(Stored items)
—————

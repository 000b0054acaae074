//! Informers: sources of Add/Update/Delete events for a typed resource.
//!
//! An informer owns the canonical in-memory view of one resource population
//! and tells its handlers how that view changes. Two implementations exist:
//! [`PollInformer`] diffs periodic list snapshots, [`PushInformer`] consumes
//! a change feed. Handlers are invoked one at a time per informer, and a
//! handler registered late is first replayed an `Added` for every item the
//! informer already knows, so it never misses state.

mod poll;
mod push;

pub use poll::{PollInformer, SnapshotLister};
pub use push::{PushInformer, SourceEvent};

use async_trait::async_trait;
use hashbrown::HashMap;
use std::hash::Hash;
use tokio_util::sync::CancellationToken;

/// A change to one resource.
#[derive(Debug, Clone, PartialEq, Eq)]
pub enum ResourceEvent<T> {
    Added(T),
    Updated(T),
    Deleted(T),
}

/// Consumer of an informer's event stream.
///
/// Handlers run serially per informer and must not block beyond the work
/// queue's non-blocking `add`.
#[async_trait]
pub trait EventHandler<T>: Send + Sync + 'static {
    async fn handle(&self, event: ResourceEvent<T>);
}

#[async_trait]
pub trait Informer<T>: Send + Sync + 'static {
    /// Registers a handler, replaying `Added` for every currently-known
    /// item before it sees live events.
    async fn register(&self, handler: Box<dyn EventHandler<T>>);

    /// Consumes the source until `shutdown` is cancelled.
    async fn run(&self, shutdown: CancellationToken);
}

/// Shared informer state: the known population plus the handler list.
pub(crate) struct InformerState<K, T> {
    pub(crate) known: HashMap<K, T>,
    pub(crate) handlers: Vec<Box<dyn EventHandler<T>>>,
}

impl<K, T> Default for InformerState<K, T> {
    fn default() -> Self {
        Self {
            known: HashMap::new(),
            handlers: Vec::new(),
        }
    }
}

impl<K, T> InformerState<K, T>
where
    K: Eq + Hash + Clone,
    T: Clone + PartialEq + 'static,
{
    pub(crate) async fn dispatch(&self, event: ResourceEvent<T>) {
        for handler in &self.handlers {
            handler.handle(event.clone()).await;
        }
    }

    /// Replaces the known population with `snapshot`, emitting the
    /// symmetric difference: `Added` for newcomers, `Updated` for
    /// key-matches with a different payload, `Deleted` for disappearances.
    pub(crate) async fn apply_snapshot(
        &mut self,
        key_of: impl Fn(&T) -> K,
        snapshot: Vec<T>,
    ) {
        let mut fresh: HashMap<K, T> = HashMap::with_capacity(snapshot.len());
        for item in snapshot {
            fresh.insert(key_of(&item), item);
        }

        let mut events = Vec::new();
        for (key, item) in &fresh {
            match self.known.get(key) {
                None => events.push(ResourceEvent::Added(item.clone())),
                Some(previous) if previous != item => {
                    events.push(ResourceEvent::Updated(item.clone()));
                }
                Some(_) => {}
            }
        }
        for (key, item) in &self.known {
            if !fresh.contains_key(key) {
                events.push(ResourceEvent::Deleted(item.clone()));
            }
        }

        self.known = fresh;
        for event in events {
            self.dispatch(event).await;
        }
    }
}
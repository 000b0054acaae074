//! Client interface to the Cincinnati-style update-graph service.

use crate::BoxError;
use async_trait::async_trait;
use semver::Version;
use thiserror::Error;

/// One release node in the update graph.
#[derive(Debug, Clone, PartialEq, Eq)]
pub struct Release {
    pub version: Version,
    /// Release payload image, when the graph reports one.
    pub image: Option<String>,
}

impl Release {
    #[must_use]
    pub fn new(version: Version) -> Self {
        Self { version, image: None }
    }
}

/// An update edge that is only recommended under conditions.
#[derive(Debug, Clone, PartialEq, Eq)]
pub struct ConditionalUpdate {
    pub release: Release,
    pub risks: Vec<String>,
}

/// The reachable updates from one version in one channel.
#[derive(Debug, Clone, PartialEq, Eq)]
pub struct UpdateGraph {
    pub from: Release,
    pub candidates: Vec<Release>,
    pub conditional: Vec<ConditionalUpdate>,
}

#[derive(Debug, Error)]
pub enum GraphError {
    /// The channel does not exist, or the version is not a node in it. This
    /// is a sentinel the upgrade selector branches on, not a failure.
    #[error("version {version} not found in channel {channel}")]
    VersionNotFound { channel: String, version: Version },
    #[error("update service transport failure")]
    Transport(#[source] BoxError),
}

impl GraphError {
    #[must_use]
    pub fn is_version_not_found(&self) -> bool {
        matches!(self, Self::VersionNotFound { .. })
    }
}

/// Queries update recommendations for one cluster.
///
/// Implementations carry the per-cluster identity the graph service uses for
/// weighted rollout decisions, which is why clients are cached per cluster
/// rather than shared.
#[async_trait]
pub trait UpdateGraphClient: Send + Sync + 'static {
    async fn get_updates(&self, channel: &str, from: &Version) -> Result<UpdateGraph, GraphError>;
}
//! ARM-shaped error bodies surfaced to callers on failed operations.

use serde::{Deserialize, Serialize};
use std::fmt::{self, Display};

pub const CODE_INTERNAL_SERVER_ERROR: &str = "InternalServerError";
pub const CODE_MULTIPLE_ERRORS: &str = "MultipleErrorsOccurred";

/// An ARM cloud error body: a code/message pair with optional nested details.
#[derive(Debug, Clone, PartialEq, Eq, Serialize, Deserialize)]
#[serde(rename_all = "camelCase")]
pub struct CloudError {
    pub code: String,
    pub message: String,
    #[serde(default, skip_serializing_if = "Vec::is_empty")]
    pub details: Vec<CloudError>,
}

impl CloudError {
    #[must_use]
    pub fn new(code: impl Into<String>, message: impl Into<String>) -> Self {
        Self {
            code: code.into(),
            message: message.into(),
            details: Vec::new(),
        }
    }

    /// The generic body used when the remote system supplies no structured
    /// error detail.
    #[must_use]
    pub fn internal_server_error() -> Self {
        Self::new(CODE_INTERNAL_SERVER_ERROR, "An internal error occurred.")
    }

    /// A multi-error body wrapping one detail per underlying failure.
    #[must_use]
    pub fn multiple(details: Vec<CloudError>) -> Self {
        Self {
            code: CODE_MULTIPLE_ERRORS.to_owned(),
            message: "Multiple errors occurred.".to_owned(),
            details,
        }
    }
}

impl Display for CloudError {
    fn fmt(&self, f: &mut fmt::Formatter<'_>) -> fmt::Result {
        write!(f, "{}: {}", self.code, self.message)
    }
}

—————

● Exercise goal: The data is to be given again in full, with every line exact.

● Exercise response:
repository 000b0054acaae074
//! Informers: sources of Add/Update/Delete events for a typed resource.
//!
//! An informer owns the canonical in-memory view of one resource population
//! and tells its handlers how that view changes. Two implementations exist:
//! [`PollInformer`] diffs periodic list snapshots, [`PushInformer`] consumes
//! a change feed. Handlers are invoked one at a time per informer, and a
//! handler registered late is first replayed an `Added` for every item the
//! informer already knows, so it never misses state.

mod poll;
mod push;

pub use poll::{PollInformer, SnapshotLister};
pub use push::{PushInformer, SourceEvent};

use async_trait::async_trait;
use hashbrown::HashMap;
use std::hash::Hash;
use tokio_util::sync::CancellationToken;

/// A change to one resource.
#[derive(Debug, Clone, PartialEq, Eq)]
pub enum ResourceEvent<T> {
    Added(T),
    Updated(T),
    Deleted(T),
}

/// Consumer of an informer's event stream.
///
/// Handlers run serially per informer and must not block beyond the work
/// queue's non-blocking `add`.
#[async_trait]
pub trait EventHandler<T>: Send + Sync + 'static {
    async fn handle(&self, event: ResourceEvent<T>);
}

#[async_trait]
pub trait Informer<T>: Send + Sync + 'static {
    /// Registers a handler, replaying `Added` for every currently-known
    /// item before it sees live events.
    async fn register(&self, handler: Box<dyn EventHandler<T>>);

    /// Consumes the source until `shutdown` is cancelled.
    async fn run(&self, shutdown: CancellationToken);
}

/// Shared informer state: the known population plus the handler list.
pub(crate) struct InformerState<K, T> {
    pub(crate) known: HashMap<K, T>,
    pub(crate) handlers: Vec<Box<dyn EventHandler<T>>>,
}

impl<K, T> Default for InformerState<K, T> {
    fn default() -> Self {
        Self {
            known: HashMap::new(),
            handlers: Vec::new(),
        }
    }
}

impl<K, T> InformerState<K, T>
where
    K: Eq + Hash + Clone,
    T: Clone + PartialEq + 'static,
{
    pub(crate) async fn dispatch(&self, event: ResourceEvent<T>) {
        for handler in &self.handlers {
            handler.handle(event.clone()).await;
        }
    }

    /// Replaces the known population with `snapshot`, emitting the
    /// symmetric difference: `Added` for newcomers, `Updated` for
    /// key-matches with a different payload, `Deleted` for disappearances.
    pub(crate) async fn apply_snapshot(
        &mut self,
        key_of: impl Fn(&T) -> K,
        snapshot: Vec<T>,
    ) {
        let mut fresh: HashMap<K, T> = HashMap::with_capacity(snapshot.len());
        for item in snapshot {
            fresh.insert(key_of(&item), item);
        }

        let mut events = Vec::new();
        for (key, item) in &fresh {
            match self.known.get(key) {
                None => events.push(ResourceEvent::Added(item.clone())),
                Some(previous) if previous != item => {
                    events.push(ResourceEvent::Updated(item.clone()));
                }
                Some(_) => {}
            }
        }
        for (key, item) in &self.known {
            if !fresh.contains_key(key) {
                events.push(ResourceEvent::Deleted(item.clone()));
            }
        }

        self.known = fresh;
        for event in events {
            self.dispatch(event).await;
        }
    }
}
repository 000b0054acaae074
//! Client interface to the Cincinnati-style update-graph service.

use crate::BoxError;
use async_trait::async_trait;
use semver::Version;
use thiserror::Error;

/// One release node in the update graph.
#[derive(Debug, Clone, PartialEq, Eq)]
pub struct Release {
    pub version: Version,
    /// Release payload image, when the graph reports one.
    pub image: Option<String>,
}

impl Release {
    #[must_use]
    pub fn new(version: Version) -> Self {
        Self { version, image: None }
    }
}

/// An update edge that is only recommended under conditions.
#[derive(Debug, Clone, PartialEq, Eq)]
pub struct ConditionalUpdate {
    pub release: Release,
    pub risks: Vec<String>,
}

/// The reachable updates from one version in one channel.
#[derive(Debug, Clone, PartialEq, Eq)]
pub struct UpdateGraph {
    pub from: Release,
    pub candidates: Vec<Release>,
    pub conditional: Vec<ConditionalUpdate>,
}

#[derive(Debug, Error)]
pub enum GraphError {
    /// The channel does not exist, or the version is not a node in it. This
    /// is a sentinel the upgrade selector branches on, not a failure.
    #[error("version {version} not found in channel {channel}")]
    VersionNotFound { channel: String, version: Version },
    #[error("update service transport failure")]
    Transport(#[source] BoxError),
}

impl GraphError {
    #[must_use]
    pub fn is_version_not_found(&self) -> bool {
        matches!(self, Self::VersionNotFound { .. })
    }
}

/// Queries update recommendations for one cluster.
///
/// Implementations carry the per-cluster identity the graph service uses for
/// weighted rollout decisions, which is why clients are cached per cluster
/// rather than shared.
#[async_trait]
pub trait UpdateGraphClient: Send + Sync + 'static {
    async fn get_updates(&self, channel: &str, from: &Version) -> Result<UpdateGraph, GraphError>;
}
//! ARM-shaped error bodies surfaced to callers on failed operations.

use serde::{Deserialize, Serialize};
use std::fmt::{self, Display};

pub const CODE_INTERNAL_SERVER_ERROR: &str = "InternalServerError";
pub const CODE_MULTIPLE_ERRORS: &str = "MultipleErrorsOccurred";

/// An ARM cloud error body: a code/message pair with optional nested details.
#[derive(Debug, Clone, PartialEq, Eq, Serialize, Deserialize)]
#[serde(rename_all = "camelCase")]
pub struct CloudError {
    pub code: String,
    pub message: String,
    #[serde(default, skip_serializing_if = "Vec::is_empty")]
    pub details: Vec<CloudError>,
}

impl CloudError {
    #[must_use]
    pub fn new(code: impl Into<String>, message: impl Into<String>) -> Self {
        Self {
            code: code.into(),
            message: message.into(),
            details: Vec::new(),
        }
    }

    /// The generic body used when the remote system supplies no structured
    /// error detail.
    #[must_use]
    pub fn internal_server_error() -> Self {
        Self::new(CODE_INTERNAL_SERVER_ERROR, "An internal error occurred.")
    }

    /// A multi-error body wrapping one detail per underlying failure.
    #[must_use]
    pub fn multiple(details: Vec<CloudError>) -> Self {
        Self {
            code: CODE_MULTIPLE_ERRORS.to_owned(),
            message: "Multiple errors occurred.".to_owned(),
            details,
        }
    }
}

impl Display for CloudError {
    fn fmt(&self, f: &mut fmt::Formatter<'_>) -> fmt::Result {
        write!(f, "{}: {}", self.code, self.message)
    }
}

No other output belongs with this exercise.